Fields was “banned” from Disney by then-boss Michael Eisner.

“I think it was over Lucas, I’m not sure,” he told Deadline in a 2015 interview. Disney at the time, and he had invited me to lunch, and he was like, ‘Look, I’m sorry about this and I’m going to try to make it work.’ And he did. I was starting a strike by all the major entertainment lawyers against Disney. I was going to say that if they cut me out, none of us are going to have anything to do with Disney. But I had no idea. not have to because Jeffrey made Eisner back down.

Fields was also a key figure in the case of Anthony Pellicano, the disgraced and convicted private investigator who specialized in digging up dirt on Hollywood heavy hitters by any means necessary — often illegally.

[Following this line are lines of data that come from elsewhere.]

//! SQLite migration registry and executor.
//!
//! # Responsibility
//! - Register schema migrations in strictly increasing order.
//! - Apply pending migrations atomically.
//!
//! # Invariants
//! - `version` values must remain monotonic.
//! - Applied migration version is mirrored to `PRAGMA user_version`.

use crate::db::{DbError, DbResult};
use rusqlite::{Connection, TransactionBehavior};

#[derive(Debug, Clone, Copy)]
struct Migration {
    version: u32,
    sql: &'static str,
}

const MIGRATIONS: &[Migration] = &[Migration {
    version: 1,
    sql: include_str!("0001_attendance.sql"),
}];

/// Returns the latest migration version known by this binary.
pub fn latest_version() -> u32 {
    MIGRATIONS.last().map_or(0, |migration| migration.version)
}

/// Applies all pending migrations on the provided connection.
///
/// Uses an immediate transaction so two scanner instances opening the same
/// file at once serialize on the write lock instead of racing the DDL.
pub fn apply_migrations(conn: &mut Connection) -> DbResult<()> {
    let current_version = current_user_version(conn)?;
    let latest = latest_version();

    if current_version > latest {
        return Err(DbError::UnsupportedSchemaVersion {
            db_version: current_version,
            latest_supported: latest,
        });
    }

    if current_version == latest {
        return Ok(());
    }

    let tx = conn.transaction_with_behavior(TransactionBehavior::Immediate)?;
    // Re-read under the write lock; another connection may have migrated.
    let locked_version = current_user_version(&tx)?;
    for migration in MIGRATIONS {
        if migration.version <= locked_version {
            continue;
        }

        tx.execute_batch(migration.sql)?;
        tx.execute_batch(&format!("PRAGMA user_version = {};", migration.version))?;
    }
    tx.commit()?;

    Ok(())
}

fn current_user_version(conn: &Connection) -> DbResult<u32> {
    let version = conn.query_row("PRAGMA user_version;", [], |row| row.get::<_, u32>(0))?;
    Ok(version)
}
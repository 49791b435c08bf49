//! Derived views over the ledger: aggregation and CSV export.
//!
//! # Responsibility
//! - Compute census totals, per-event summaries and engagement ranking.
//! - Serialize report rows to byte-reproducible CSV.
//!
//! # Invariants
//! - Views read the ledger; they never write to it.
//! - Ranking order is total and deterministic (count desc, member id asc).
//! - CSV column order comes from the first row only.

pub mod aggregation;
pub mod csv;

pub use aggregation::{
    filter_attendees, filter_by_chapter, AggregationEngine, Census, ChapterFilter,
    EngagementEntry, EventSummary, RankedMember,
};
pub use csv::{to_csv, ExportError, ReportRow, CSV_LINE_TERMINATOR, CSV_SEPARATOR};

“I have lost my dearest friend, colleague and mentor,” said Greenberg Glusker Partner Pierce O’Donnell. “An American original, Bert was quite simply the greatest lawyer of his time in the same league as Clarence Darrow and Louis Nizer. Always a gentleman, Bert lived his life in his own way. Tireless, Bert was truly a Renaissance man : lawyer, author, historian, actor, storyteller, recording artist and music enthusiast who knew all the words of Cole Porter I will miss my mate Bert more than words can express.

Bertram Fields was born on March 31, 1929 in Los Angeles. After going to UCLA, he graduated magna cum laude from Harvard Law School, where he served as editor of Harvard Law Review. After serving as a first lieutenant in the US Air Force during the Korean War, he began his law practice. He then taught at Stanford Law School and lectured annually at Harvard.

Fields is survived by his wife, Barbara Guggenheim, a nationally known art consultant; his son, James Elder; his grandson, Michael Lane; and his granddaughter, Annabelle.

Ted Johnson contributed to this report.